What you will do — Each line below containing the word "UnknownTopic" needs to be shown.

Data for this task —
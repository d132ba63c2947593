#![allow(clippy::module_name_repetitions)]

//! Parser for console command lines.
//!
//! A line is a case-insensitive keyword from the [`catalog`] followed by the
//! command's argument. Keyword and argument parsing use `winnow` combinators
//! over the raw `&str`; failures map onto the fixed error vocabulary the
//! console prints.

use core::fmt;

use winnow::ascii::{Caseless, digit1, space0, space1};
use winnow::combinator::{alt, eof, opt, peek, preceded, terminated};
use winnow::error::ContextError;
use winnow::prelude::*;
use winnow::token::{one_of, take_while};

use super::catalog::{self, CommandSpec, CommandTag};
use crate::duty::{PSYN_MAX, PSYN_MIN};

/// Structured commands produced by the parser.
#[derive(Clone, Copy, Debug, PartialEq, Eq)]
pub enum Command {
    /// Requested duty, not yet range checked.
    Psyn(i32),
    TachIn(bool),
    TachCap(bool),
    TSyn(bool),
    Status,
    Debug(bool),
    Help(Option<&'static CommandSpec>),
}

/// Grammar errors.
#[derive(Clone, Copy, Debug, PartialEq, Eq)]
pub enum ParseError {
    /// Blank line.
    Empty,
    UnknownCommand,
    /// `PSYN` without a value.
    MissingValue,
    /// `PSYN` with something that is not a decimal integer.
    InvalidNumber,
    /// Argument does not match the command's usage.
    Usage(CommandTag),
    UnknownTopic,
}

impl fmt::Display for ParseError {
    fn fmt(&self, f: &mut fmt::Formatter<'_>) -> fmt::Result {
        match self {
            ParseError::Empty => f.write_str("empty line"),
            ParseError::UnknownCommand => f.write_str("unknown command. Type HELP"),
            ParseError::MissingValue => write!(
                f,
                "missing value. Use: PSYN n  (n={PSYN_MIN}..{PSYN_MAX})"
            ),
            ParseError::InvalidNumber => f.write_str("invalid number. Use: PSYN n"),
            ParseError::Usage(tag) => {
                write!(f, "invalid argument. Use: {}", catalog::command(*tag).usage)
            }
            ParseError::UnknownTopic => f.write_str("unknown help topic. Type HELP"),
        }
    }
}

/// Parse a console command from the provided line.
pub fn parse(line: &str) -> Result<Command, ParseError> {
    let mut input = line.trim();
    if input.is_empty() {
        return Err(ParseError::Empty);
    }

    let name = command_word
        .parse_next(&mut input)
        .map_err(|_| ParseError::UnknownCommand)?;
    let spec = catalog::find(name).ok_or(ParseError::UnknownCommand)?;
    let usage = |_: ContextError| ParseError::Usage(spec.tag);

    match spec.tag {
        CommandTag::Psyn => psyn_value(&mut input).map(Command::Psyn),
        CommandTag::TachIn => switch.parse_next(&mut input).map(Command::TachIn).map_err(usage),
        CommandTag::TachCap => switch
            .parse_next(&mut input)
            .map(Command::TachCap)
            .map_err(usage),
        CommandTag::TSyn => switch.parse_next(&mut input).map(Command::TSyn).map_err(usage),
        CommandTag::Debug => switch.parse_next(&mut input).map(Command::Debug).map_err(usage),
        CommandTag::Status => end_of_line
            .parse_next(&mut input)
            .map(|()| Command::Status)
            .map_err(usage),
        CommandTag::Help => {
            let topic = help_topic.parse_next(&mut input).map_err(usage)?;
            match topic {
                None => Ok(Command::Help(None)),
                Some(name) => catalog::find(name)
                    .map(|spec| Command::Help(Some(spec)))
                    .ok_or(ParseError::UnknownTopic),
            }
        }
    }
}

fn keyword<'a>(input: &mut &'a str) -> Result<&'a str, ContextError> {
    take_while(1.., |c: char| c.is_ascii_alphanumeric()).parse_next(input)
}

/// A keyword that ends at whitespace or the end of the line.
fn command_word<'a>(input: &mut &'a str) -> Result<&'a str, ContextError> {
    terminated(keyword, peek(alt((space1, eof)))).parse_next(input)
}

fn end_of_line(input: &mut &str) -> Result<(), ContextError> {
    (space0, eof).void().parse_next(input)
}

fn switch(input: &mut &str) -> Result<bool, ContextError> {
    preceded(
        space1,
        terminated(
            alt((Caseless("on").value(true), Caseless("off").value(false))),
            end_of_line,
        ),
    )
    .parse_next(input)
}

fn help_topic<'a>(input: &mut &'a str) -> Result<Option<&'a str>, ContextError> {
    terminated(opt(preceded(space1, keyword)), end_of_line).parse_next(input)
}

fn signed_decimal<'a>(input: &mut &'a str) -> Result<&'a str, ContextError> {
    terminated((opt(one_of(['+', '-'])), digit1).take(), end_of_line).parse_next(input)
}

fn psyn_value(input: &mut &str) -> Result<i32, ParseError> {
    let _ = space0::<_, ContextError>.parse_next(input);
    if input.is_empty() {
        return Err(ParseError::MissingValue);
    }

    let literal = signed_decimal
        .parse_next(input)
        .map_err(|_| ParseError::InvalidNumber)?;

    // Out-of-range magnitudes saturate so they surface as range errors.
    Ok(literal.parse::<i32>().unwrap_or(if literal.starts_with('-') {
        i32::MIN
    } else {
        i32::MAX
    }))
}
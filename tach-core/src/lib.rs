#![no_std]

// Shared logic for the fan tach capture and synthesis subsystem.
//
// Everything here stays portable across the MCU firmware and the host emulator:
// hardware access goes through the traits in `irq`, `pin`, `timebase` and
// `synth`, and all buffers are bounded.

pub mod capture;
pub mod config;
pub mod console;
pub mod controller;
pub mod diag;
pub mod duty;
pub mod irq;
pub mod pin;
pub mod synth;
pub mod timebase;

pub use controller::TachController;
//! Virtual-time model of the fan board.
//!
//! Time advances in core cycles from one hardware event to the next: SysTick
//! expiries, tach edges from the simulated fan, coupling glitches and
//! scheduler expiries. Each event runs the matching interrupt body from
//! `tach-core`, and the cooperative poll runs after every event the way the
//! firmware's main loop would.

use tach_core::TachController;
use tach_core::capture::{EdgeCaptureCounter, PulseAccumulator};
use tach_core::config::{SynthConfig, TachConfig};
use tach_core::diag::DiagnosticSink;
use tach_core::duty::DutyCommand;
use tach_core::pin::PinArbiter;
use tach_core::synth::{BurstSynthesizer, DEFAULT_BURST_TABLE};
use tach_core::timebase::Timebase;

use crate::board::{
    PinMode, ScopeStats, SharedHw, SimCarrier, SimEdgeIrq, SimPin, SimScheduler, SimSysTick,
    new_board,
};

pub const CLOCK_HZ: u32 = 16_000_000;

/// Tach pulses per fan revolution.
const PULSES_PER_REV: u64 = 2;

/// Glitch edges injected after each real edge when noise is on.
const GLITCHES_PER_EDGE: u8 = 3;

/// Tach pin reported in the capture banner (GPIOA pin 6).
const TACH_CONFIG: TachConfig = TachConfig::DEFAULT.with_pin(0x5000_0000, 1 << 6);

pub type SimController = TachController<'static, SimPin, SimEdgeIrq, SimCarrier, SimScheduler>;

#[derive(Clone, Copy, Debug, Eq, PartialEq)]
enum Event {
    Tick,
    SchedulerExpiry,
    FanEdge,
    Glitch,
}

pub struct Simulator {
    hw: SharedHw,
    timebase: Timebase<SimSysTick>,
    pulses: &'static PulseAccumulator,
    controller: SimController,
    duty: &'static DutyCommand,
    fan_rpm: u32,
    next_fan_edge: Option<u64>,
    noise: bool,
    next_glitch: Option<u64>,
    glitches_left: u8,
}

impl Simulator {
    pub fn new() -> Self {
        let hw = new_board(CLOCK_HZ);
        // Both live for the rest of the process, matching the firmware statics.
        let pulses: &'static PulseAccumulator = Box::leak(Box::new(PulseAccumulator::new()));
        let duty: &'static DutyCommand = Box::leak(Box::new(DutyCommand::default()));

        let timebase = Timebase::new(SimSysTick(hw.clone()));
        timebase.init(CLOCK_HZ);

        let arbiter = PinArbiter::new(SimPin(hw.clone()), SimEdgeIrq(hw.clone()), pulses);
        let capture = EdgeCaptureCounter::new(TACH_CONFIG, pulses);
        let synth = BurstSynthesizer::new(
            SimCarrier(hw.clone()),
            SimScheduler(hw.clone()),
            SynthConfig::DEFAULT,
            DEFAULT_BURST_TABLE,
        );
        let mut controller = TachController::new(arbiter, capture, synth);
        controller.init(timebase.clock_hz());

        Self {
            hw,
            timebase,
            pulses,
            controller,
            duty,
            fan_rpm: 0,
            next_fan_edge: None,
            noise: false,
            next_glitch: None,
            glitches_left: 0,
        }
    }

    pub fn millis(&self) -> u32 {
        self.timebase.millis()
    }

    pub fn controller_mut(&mut self) -> &mut SimController {
        &mut self.controller
    }

    pub fn duty(&self) -> &'static DutyCommand {
        self.duty
    }

    #[cfg(test)]
    pub fn pulses(&self) -> &'static PulseAccumulator {
        self.pulses
    }

    pub fn fan_rpm(&self) -> u32 {
        self.fan_rpm
    }

    /// Sets the simulated fan speed; zero stops the tach signal.
    pub fn set_fan_rpm(&mut self, rpm: u32) {
        self.fan_rpm = rpm;
        let now = self.hw.borrow().now;
        // Half a period of phase keeps edges off the millisecond grid.
        self.next_fan_edge = self.fan_period().map(|period| now + period / 2);
    }

    pub fn set_noise(&mut self, enabled: bool) {
        self.noise = enabled;
        if !enabled {
            self.next_glitch = None;
            self.glitches_left = 0;
        }
    }

    pub fn noise(&self) -> bool {
        self.noise
    }

    /// Burst measurements since the previous call.
    pub fn take_scope(&mut self) -> ScopeStats {
        let mut hw = self.hw.borrow_mut();
        let stats = hw.scope;
        hw.scope.bursts = 0;
        stats
    }

    /// Advances virtual time by `ms`, running interrupts and the poll loop.
    pub fn run_for<S: DiagnosticSink + ?Sized>(&mut self, ms: u32, sink: &mut S) {
        let cycles_per_ms = u64::from(self.timebase.reload());
        let end = self.hw.borrow().now + u64::from(ms) * cycles_per_ms;

        loop {
            self.service_latched();
            self.controller.poll(self.timebase.millis(), sink);

            let Some((at, event)) = self.next_event(end) else {
                self.hw.borrow_mut().now = end;
                break;
            };
            self.hw.borrow_mut().now = at;
            self.dispatch(event, at);
        }
    }

    /// Cycles between tach edges, at least one so events always advance time.
    fn fan_period(&self) -> Option<u64> {
        (self.fan_rpm > 0).then(|| {
            (u64::from(CLOCK_HZ) * 60 / (u64::from(self.fan_rpm) * PULSES_PER_REV)).max(1)
        })
    }

    fn glitch_spacing() -> u64 {
        u64::from(CLOCK_HZ / SynthConfig::DEFAULT.carrier_hz)
    }

    fn next_event(&self, end: u64) -> Option<(u64, Event)> {
        let hw = self.hw.borrow();
        let reload = u64::from(hw.systick_reload.max(1));
        let tick = (hw.now / reload + 1) * reload;

        [
            Some((tick, Event::Tick)),
            hw.sched_deadline.map(|at| (at, Event::SchedulerExpiry)),
            self.next_fan_edge.map(|at| (at, Event::FanEdge)),
            self.next_glitch.map(|at| (at, Event::Glitch)),
        ]
        .into_iter()
        .flatten()
        .filter(|(at, _)| *at <= end)
        .min_by_key(|(at, _)| *at)
    }

    fn dispatch(&mut self, event: Event, at: u64) {
        match event {
            Event::Tick => self.timebase.on_tick(),
            Event::SchedulerExpiry => {
                let masked = {
                    let mut hw = self.hw.borrow_mut();
                    hw.sched_deadline = None;
                    hw.sched_pending = hw.sched_masked;
                    hw.sched_masked
                };
                if !masked {
                    self.controller.on_scheduler_timeout(self.duty.percent());
                }
            }
            Event::FanEdge => {
                self.next_fan_edge = self.fan_period().map(|period| at + period);
                if self.noise {
                    self.glitches_left = GLITCHES_PER_EDGE;
                    self.next_glitch = Some(at + Self::glitch_spacing());
                }
                self.falling_edge();
            }
            Event::Glitch => {
                self.glitches_left = self.glitches_left.saturating_sub(1);
                self.next_glitch =
                    (self.glitches_left > 0).then(|| at + Self::glitch_spacing());
                self.falling_edge();
            }
        }
    }

    /// Edge interrupt, or a latched request while the line is masked.
    fn falling_edge(&mut self) {
        let deliver = {
            let mut hw = self.hw.borrow_mut();
            if hw.pin != PinMode::CaptureInput {
                return;
            }
            hw.edge_pending = hw.edge_masked;
            !hw.edge_masked
        };
        if deliver {
            self.pulses.record_edge(self.timebase.cycles32());
        }
    }

    /// Runs interrupts that were latched while masked and are now allowed.
    fn service_latched(&mut self) {
        let (edge, sched) = {
            let mut hw = self.hw.borrow_mut();
            let edge = hw.edge_pending && !hw.edge_masked && hw.pin == PinMode::CaptureInput;
            let sched = hw.sched_pending && !hw.sched_masked;
            if edge {
                hw.edge_pending = false;
            }
            (edge, sched)
        };
        if edge {
            self.pulses.record_edge(self.timebase.cycles32());
        }
        if sched {
            self.controller.on_scheduler_timeout(self.duty.percent());
        }
    }
}

impl Default for Simulator {
    fn default() -> Self {
        Self::new()
    }
}

#[cfg(test)]
mod tests {
    use super::*;

    #[derive(Default)]
    struct Lines(Vec<String>);

    impl DiagnosticSink for Lines {
        fn emit(&mut self, line: &str) {
            self.0.push(line.to_owned());
        }
    }

    #[test]
    fn fan_speed_is_recovered_from_tach_edges() {
        let mut sim = Simulator::new();
        let mut lines = Lines::default();
        sim.set_fan_rpm(1_200);
        let now = sim.millis();
        sim.controller_mut().reporting_enable(true, now, &mut lines);

        sim.run_for(500, &mut lines);

        assert_eq!(lines.0.len(), 2);
        assert_eq!(lines.0[1], "TACH pulses=20 rejects=0 rpm=1200");
    }

    #[test]
    fn coupling_glitches_are_rejected() {
        let mut sim = Simulator::new();
        let mut lines = Lines::default();
        sim.set_fan_rpm(1_200);
        sim.set_noise(true);
        let now = sim.millis();
        sim.controller_mut().reporting_enable(true, now, &mut lines);

        sim.run_for(500, &mut lines);

        assert_eq!(lines.0[1], "TACH pulses=20 rejects=60 rpm=1200");
    }

    #[test]
    fn synthesized_bursts_follow_the_table() {
        let mut sim = Simulator::new();
        let mut lines = Lines::default();
        sim.controller_mut().synth_enable(true);

        sim.run_for(20, &mut lines);
        let scope = sim.take_scope();

        assert!(scope.bursts >= 10);
        assert_eq!(scope.last_pulses, 35);
        assert_eq!(scope.last_tail_us, 96);
        assert!(lines.0.is_empty());
    }

    #[test]
    fn tach_edges_are_ignored_while_synthesizing() {
        let mut sim = Simulator::new();
        let mut lines = Lines::default();
        sim.set_fan_rpm(3_000);
        sim.controller_mut().synth_enable(true);

        sim.run_for(100, &mut lines);

        assert_eq!(sim.pulses().peek().accepted, 0);
    }

    #[test]
    fn fan_faster_than_the_clock_still_advances_time() {
        let mut sim = Simulator::new();
        let mut lines = Lines::default();
        sim.set_fan_rpm(500_000_000);

        sim.run_for(2, &mut lines);

        assert_eq!(sim.millis(), 2);
        let counts = sim.pulses().peek();
        assert!(counts.accepted + counts.rejected > 1_000);
        assert!(counts.rejected > counts.accepted);
    }
}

Result of this task —
    UnknownTopic,
            ParseError::UnknownTopic => f.write_str("unknown help topic. Type HELP"),
                    .ok_or(ParseError::UnknownTopic),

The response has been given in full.